I agree, it has a major “yuck” factor. I’ve not dove deep into the rationale for doing this… but I have to believe there must be a reasonable therapeutic or research-oriented need they are trying to address. It sounds like its a tool of basic research (not a potential therapeutic approach).

“This novel method enables research that focuses on the brain independent of the body, allowing us to answer physiological questions in a way that has never been done,” Juan Pascual, professor at UT Southwestern, said in a statement.

“This novel method enables research that focuses on the brain independent of the body, allowing us to answer physiological questions in a way that has never been done,” said Dr.
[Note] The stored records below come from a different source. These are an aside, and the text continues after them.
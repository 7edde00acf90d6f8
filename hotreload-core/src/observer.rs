//! Watches a dynamic set of files (not directories) and delivers coalesced
//! [`FileChangeEvent`]s to a single consumer (spec.md §4.1).
//!
//! OSes commonly watch directories, not files: this observer maintains
//! `watched_file → parent_directory` and a refcount per directory, and filters raw
//! `notify` events down to just the files it was asked to watch.

use std::collections::HashMap;
use std::path::{Path, PathBuf};
use std::sync::atomic::{AtomicBool, Ordering};
use std::sync::Arc;
use std::time::Duration;

use hotreload_types::{ChangeKind, HotReloadError, Result};
use notify::{EventKind, RecommendedWatcher, RecursiveMode, Watcher};
use parking_lot::Mutex;
use tracing::{debug, error, warn};

use crate::debounce::{DebouncedConsumer, EventDebouncer};

/// Tunable for the file observer.
#[derive(Debug, Clone, Copy)]
pub struct ObserverConfig {
    /// Window `W` passed to the internal [`EventDebouncer`]. `Duration::ZERO` disables
    /// debouncing (spec.md §6 `event_buffer_window_ms`, default 1000ms).
    pub debounce_window: Duration,
}

impl Default for ObserverConfig {
    fn default() -> Self {
        Self {
            debounce_window: Duration::from_millis(1000),
        }
    }
}

struct WatchState {
    file_to_dir: HashMap<PathBuf, PathBuf>,
    dir_refcounts: HashMap<PathBuf, usize>,
}

struct ObserverInner {
    config: ObserverConfig,
    state: Mutex<WatchState>,
    watcher: Mutex<Option<RecommendedWatcher>>,
    task: Mutex<Option<tokio::task::JoinHandle<()>>>,
    started: AtomicBool,
    closed: AtomicBool,
    disabled: AtomicBool,
}

/// Watches a dynamic set of files and forwards debounced changes to a consumer.
pub struct FileObserver {
    inner: Arc<ObserverInner>,
}

impl FileObserver {
    pub fn new(config: ObserverConfig) -> Self {
        Self {
            inner: Arc::new(ObserverInner {
                config,
                state: Mutex::new(WatchState {
                    file_to_dir: HashMap::new(),
                    dir_refcounts: HashMap::new(),
                }),
                watcher: Mutex::new(None),
                task: Mutex::new(None),
                started: AtomicBool::new(false),
                closed: AtomicBool::new(false),
                disabled: AtomicBool::new(false),
            }),
        }
    }

    /// Idempotent: watching the same path twice produces one effective subscription.
    pub fn watch(&self, path: &Path) -> Result<()> {
        let path = path.to_path_buf();
        let parent = path
            .parent()
            .filter(|p| !p.as_os_str().is_empty())
            .ok_or_else(|| HotReloadError::Configuration(format!("{path:?} has no parent directory")))?
            .to_path_buf();

        let is_new_dir;
        {
            let mut state = self.inner.state.lock();
            if state.file_to_dir.contains_key(&path) {
                return Ok(());
            }
            is_new_dir = !state.dir_refcounts.contains_key(&parent);
            *state.dir_refcounts.entry(parent.clone()).or_insert(0) += 1;
            state.file_to_dir.insert(path.clone(), parent.clone());
        }

        if is_new_dir {
            if let Some(watcher) = self.inner.watcher.lock().as_mut() {
                watcher.watch(&parent, RecursiveMode::NonRecursive).map_err(|e| {
                    HotReloadError::Configuration(format!("watch {}: {e}", parent.display()))
                })?;
            }
        }
        debug!(path = %path.display(), "watching file");
        Ok(())
    }

    /// Removes the subscription. Unwatches the enclosing directory if it has no more
    /// watched files.
    pub fn unwatch(&self, path: &Path) {
        let unwatch_dir;
        let parent;
        {
            let mut state = self.inner.state.lock();
            let Some(p) = state.file_to_dir.remove(path) else {
                return;
            };
            parent = p;
            unwatch_dir = match state.dir_refcounts.get_mut(&parent) {
                Some(count) => {
                    *count -= 1;
                    if *count == 0 {
                        state.dir_refcounts.remove(&parent);
                        true
                    } else {
                        false
                    }
                }
                None => false,
            };
        }

        if unwatch_dir {
            if let Some(watcher) = self.inner.watcher.lock().as_mut() {
                let _ = watcher.unwatch(&parent);
            }
        }
        debug!(path = %path.display(), "unwatched file");
    }

    /// Starts the background observation task. May be called at most once.
    pub fn start(&self, consumer: Arc<dyn DebouncedConsumer>) -> Result<()> {
        if self.inner.started.swap(true, Ordering::SeqCst) {
            return Err(HotReloadError::Configuration(
                "FileObserver::start called more than once".into(),
            ));
        }
        let debouncer = Arc::new(EventDebouncer::new(self.inner.config.debounce_window, consumer));
        spawn_worker(Arc::clone(&self.inner), debouncer, 0);
        Ok(())
    }

    /// Stops the task, releases the debouncer, and releases all OS watch handles.
    pub fn close(&self) {
        self.inner.closed.store(true, Ordering::SeqCst);
        self.inner.watcher.lock().take();
        if let Some(task) = self.inner.task.lock().take() {
            task.abort();
        }
    }

    pub fn is_disabled(&self) -> bool {
        self.inner.disabled.load(Ordering::SeqCst)
    }
}

impl Drop for FileObserver {
    fn drop(&mut self) {
        self.close();
    }
}

fn spawn_worker(inner: Arc<ObserverInner>, debouncer: Arc<EventDebouncer>, attempt: u8) {
    let task_inner = Arc::clone(&inner);
    let task_debouncer = Arc::clone(&debouncer);
    let handle = tokio::spawn(async move {
        let blocking_inner = Arc::clone(&task_inner);
        let blocking_debouncer = Arc::clone(&task_debouncer);
        let result =
            tokio::task::spawn_blocking(move || watcher_loop(blocking_inner, blocking_debouncer))
                .await;

        match result {
            Ok(()) => {
                debug!("file observer worker exited cleanly");
            }
            Err(join_err) if join_err.is_panic() => {
                if attempt == 0 {
                    warn!("file observer worker panicked; restarting once");
                    spawn_worker(task_inner, task_debouncer, 1);
                } else {
                    error!("file observer worker panicked twice; disabling observer");
                    task_inner.disabled.store(true, Ordering::SeqCst);
                }
            }
            Err(_) => {
                // Cancelled via close(); nothing to do.
            }
        }
    });
    *inner.task.lock() = Some(handle);
}

fn watcher_loop(inner: Arc<ObserverInner>, debouncer: Arc<EventDebouncer>) {
    let (tx, rx) = std::sync::mpsc::channel::<notify::Result<notify::Event>>();

    let mut watcher = match notify::recommended_watcher(tx) {
        Ok(w) => w,
        Err(e) => {
            error!("failed to create file watcher: {e}");
            return;
        }
    };

    {
        let state = inner.state.lock();
        for dir in state.dir_refcounts.keys() {
            if let Err(e) = watcher.watch(dir, RecursiveMode::NonRecursive) {
                warn!("failed to watch {}: {e}", dir.display());
            }
        }
    }

    *inner.watcher.lock() = Some(watcher);

    loop {
        if inner.closed.load(Ordering::SeqCst) {
            break;
        }
        match rx.recv_timeout(Duration::from_millis(500)) {
            Ok(Ok(event)) => dispatch(&inner, &debouncer, event),
            Ok(Err(e)) => warn!("file watcher error: {e}"),
            Err(std::sync::mpsc::RecvTimeoutError::Timeout) => continue,
            Err(std::sync::mpsc::RecvTimeoutError::Disconnected) => break,
        }
    }
}

fn dispatch(inner: &Arc<ObserverInner>, debouncer: &Arc<EventDebouncer>, event: notify::Event) {
    let kind = match event.kind {
        EventKind::Create(_) => ChangeKind::Created,
        EventKind::Modify(_) => ChangeKind::Modified,
        EventKind::Remove(_) => ChangeKind::Deleted,
        // Access/Any/Other carry no actionable kind for our purposes; overflow
        // conditions surface through this arm too and are silently dropped
        // per spec.md §4.1 ("overflow events are ignored").
        _ => return,
    };

    let state = inner.state.lock();
    for path in &event.paths {
        if state.file_to_dir.contains_key(path) {
            debouncer.ingest(path.clone(), kind);
        }
    }
}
Pascual, Professor of Neurology, Pediatrics, and Physiology, and in the Eugene McDermott Center for Human Growth and Development at UT Southwestern. Dr. Pascual is a member of the Peter O’Donnell Jr. Brain Institute at UTSW.

The brain is the body’s master controller for a variety of processes, regulating heart rate, breathing, and sleep and wake cycles, among others. In turn, the brain’s function is affected by factors that originate in the body, such as blood sugar, blood pressure, and oxygenation. Until now, Dr. Pascual explained, there has been no way to separate the brain from the body to study these influences.

In an animal model using anesthesia, the researchers redirected the brain’s blood supply through a pump that maintained or adjusted a range of variables, including blood pressure, volume, temperature, oxygenation, and nutrients. The team found that brain activity and other measurements had minimal to no changes over a five-hour period.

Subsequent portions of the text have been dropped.